**ABOUT THIS TASK:**
Look through the entries below, please, and copy every line with the word "global".

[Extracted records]
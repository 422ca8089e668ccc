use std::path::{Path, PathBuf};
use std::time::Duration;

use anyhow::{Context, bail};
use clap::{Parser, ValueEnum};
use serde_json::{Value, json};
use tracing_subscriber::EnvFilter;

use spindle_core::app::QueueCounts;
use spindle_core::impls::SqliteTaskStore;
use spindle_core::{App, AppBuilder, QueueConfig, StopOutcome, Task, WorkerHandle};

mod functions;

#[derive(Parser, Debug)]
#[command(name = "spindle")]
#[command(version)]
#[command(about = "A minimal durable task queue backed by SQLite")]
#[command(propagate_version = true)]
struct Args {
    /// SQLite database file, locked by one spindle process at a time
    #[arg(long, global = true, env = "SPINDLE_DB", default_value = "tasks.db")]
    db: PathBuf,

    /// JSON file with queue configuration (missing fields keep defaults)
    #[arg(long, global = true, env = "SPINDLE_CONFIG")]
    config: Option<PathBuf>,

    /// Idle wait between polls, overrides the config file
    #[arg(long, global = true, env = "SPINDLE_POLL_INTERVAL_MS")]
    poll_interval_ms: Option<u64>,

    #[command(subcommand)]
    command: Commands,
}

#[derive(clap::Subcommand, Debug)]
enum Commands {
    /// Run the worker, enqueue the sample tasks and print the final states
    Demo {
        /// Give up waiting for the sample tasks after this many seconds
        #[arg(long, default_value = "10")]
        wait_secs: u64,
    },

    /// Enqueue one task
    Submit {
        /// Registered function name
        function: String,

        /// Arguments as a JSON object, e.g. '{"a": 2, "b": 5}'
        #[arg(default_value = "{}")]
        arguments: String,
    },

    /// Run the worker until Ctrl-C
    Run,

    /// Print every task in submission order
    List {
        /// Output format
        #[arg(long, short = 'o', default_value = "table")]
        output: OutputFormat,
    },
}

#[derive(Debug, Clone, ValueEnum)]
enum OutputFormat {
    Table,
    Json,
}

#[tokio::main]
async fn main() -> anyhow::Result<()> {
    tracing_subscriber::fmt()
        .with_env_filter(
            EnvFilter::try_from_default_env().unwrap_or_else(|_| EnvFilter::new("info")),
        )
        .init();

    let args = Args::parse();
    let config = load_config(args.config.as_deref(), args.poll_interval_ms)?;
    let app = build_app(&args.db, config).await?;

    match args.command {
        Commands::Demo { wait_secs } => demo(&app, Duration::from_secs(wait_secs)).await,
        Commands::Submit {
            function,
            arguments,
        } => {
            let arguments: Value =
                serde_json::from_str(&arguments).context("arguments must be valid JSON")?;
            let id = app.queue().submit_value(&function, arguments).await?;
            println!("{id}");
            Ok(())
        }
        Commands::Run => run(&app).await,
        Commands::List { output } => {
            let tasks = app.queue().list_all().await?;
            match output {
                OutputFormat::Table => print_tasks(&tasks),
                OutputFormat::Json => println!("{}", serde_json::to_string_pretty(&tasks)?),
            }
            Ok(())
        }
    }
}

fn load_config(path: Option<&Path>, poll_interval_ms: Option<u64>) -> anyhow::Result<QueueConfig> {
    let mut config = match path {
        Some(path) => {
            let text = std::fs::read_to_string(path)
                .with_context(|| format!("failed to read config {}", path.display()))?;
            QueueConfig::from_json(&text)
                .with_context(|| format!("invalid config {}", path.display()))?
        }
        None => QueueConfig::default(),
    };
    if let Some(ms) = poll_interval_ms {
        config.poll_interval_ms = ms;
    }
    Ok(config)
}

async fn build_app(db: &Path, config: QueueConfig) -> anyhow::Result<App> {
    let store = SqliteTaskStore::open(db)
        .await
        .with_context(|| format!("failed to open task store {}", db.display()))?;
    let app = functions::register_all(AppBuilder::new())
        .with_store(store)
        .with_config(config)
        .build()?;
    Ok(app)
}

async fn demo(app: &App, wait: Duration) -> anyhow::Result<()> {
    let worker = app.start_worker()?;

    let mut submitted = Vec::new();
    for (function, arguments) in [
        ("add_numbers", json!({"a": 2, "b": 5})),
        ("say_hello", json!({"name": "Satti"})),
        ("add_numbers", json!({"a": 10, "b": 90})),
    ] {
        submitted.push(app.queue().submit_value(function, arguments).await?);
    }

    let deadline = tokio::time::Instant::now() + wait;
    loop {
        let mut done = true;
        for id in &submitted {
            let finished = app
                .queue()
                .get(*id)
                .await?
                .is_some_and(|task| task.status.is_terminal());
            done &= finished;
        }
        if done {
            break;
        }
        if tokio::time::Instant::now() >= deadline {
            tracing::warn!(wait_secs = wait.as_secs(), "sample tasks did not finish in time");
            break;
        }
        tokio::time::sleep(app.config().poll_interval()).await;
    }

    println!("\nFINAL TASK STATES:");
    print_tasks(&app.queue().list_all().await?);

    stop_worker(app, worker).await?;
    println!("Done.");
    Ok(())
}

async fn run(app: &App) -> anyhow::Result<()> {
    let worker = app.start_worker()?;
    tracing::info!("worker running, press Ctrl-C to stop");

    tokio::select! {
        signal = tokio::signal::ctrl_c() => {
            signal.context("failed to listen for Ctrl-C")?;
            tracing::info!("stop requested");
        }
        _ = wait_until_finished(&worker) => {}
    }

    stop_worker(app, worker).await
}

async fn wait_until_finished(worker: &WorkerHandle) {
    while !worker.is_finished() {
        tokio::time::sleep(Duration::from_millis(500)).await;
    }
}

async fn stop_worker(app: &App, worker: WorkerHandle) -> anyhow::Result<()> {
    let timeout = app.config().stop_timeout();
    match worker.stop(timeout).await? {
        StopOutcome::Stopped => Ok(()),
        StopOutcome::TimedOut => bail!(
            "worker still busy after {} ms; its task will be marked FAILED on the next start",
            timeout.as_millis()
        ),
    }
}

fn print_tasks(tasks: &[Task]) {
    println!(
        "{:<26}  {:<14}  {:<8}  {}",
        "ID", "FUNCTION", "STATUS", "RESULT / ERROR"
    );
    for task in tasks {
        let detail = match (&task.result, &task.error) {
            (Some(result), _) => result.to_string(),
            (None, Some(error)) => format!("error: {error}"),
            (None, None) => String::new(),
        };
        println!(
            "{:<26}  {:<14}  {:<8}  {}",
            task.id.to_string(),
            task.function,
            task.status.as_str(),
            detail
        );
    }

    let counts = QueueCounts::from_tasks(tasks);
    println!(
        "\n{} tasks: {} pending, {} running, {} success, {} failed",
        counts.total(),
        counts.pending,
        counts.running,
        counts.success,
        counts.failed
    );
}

**ANSWER BOX:**
    #[arg(long, global = true, env = "SPINDLE_DB", default_value = "tasks.db")]
    #[arg(long, global = true, env = "SPINDLE_CONFIG")]
    #[arg(long, global = true, env = "SPINDLE_POLL_INTERVAL_MS")]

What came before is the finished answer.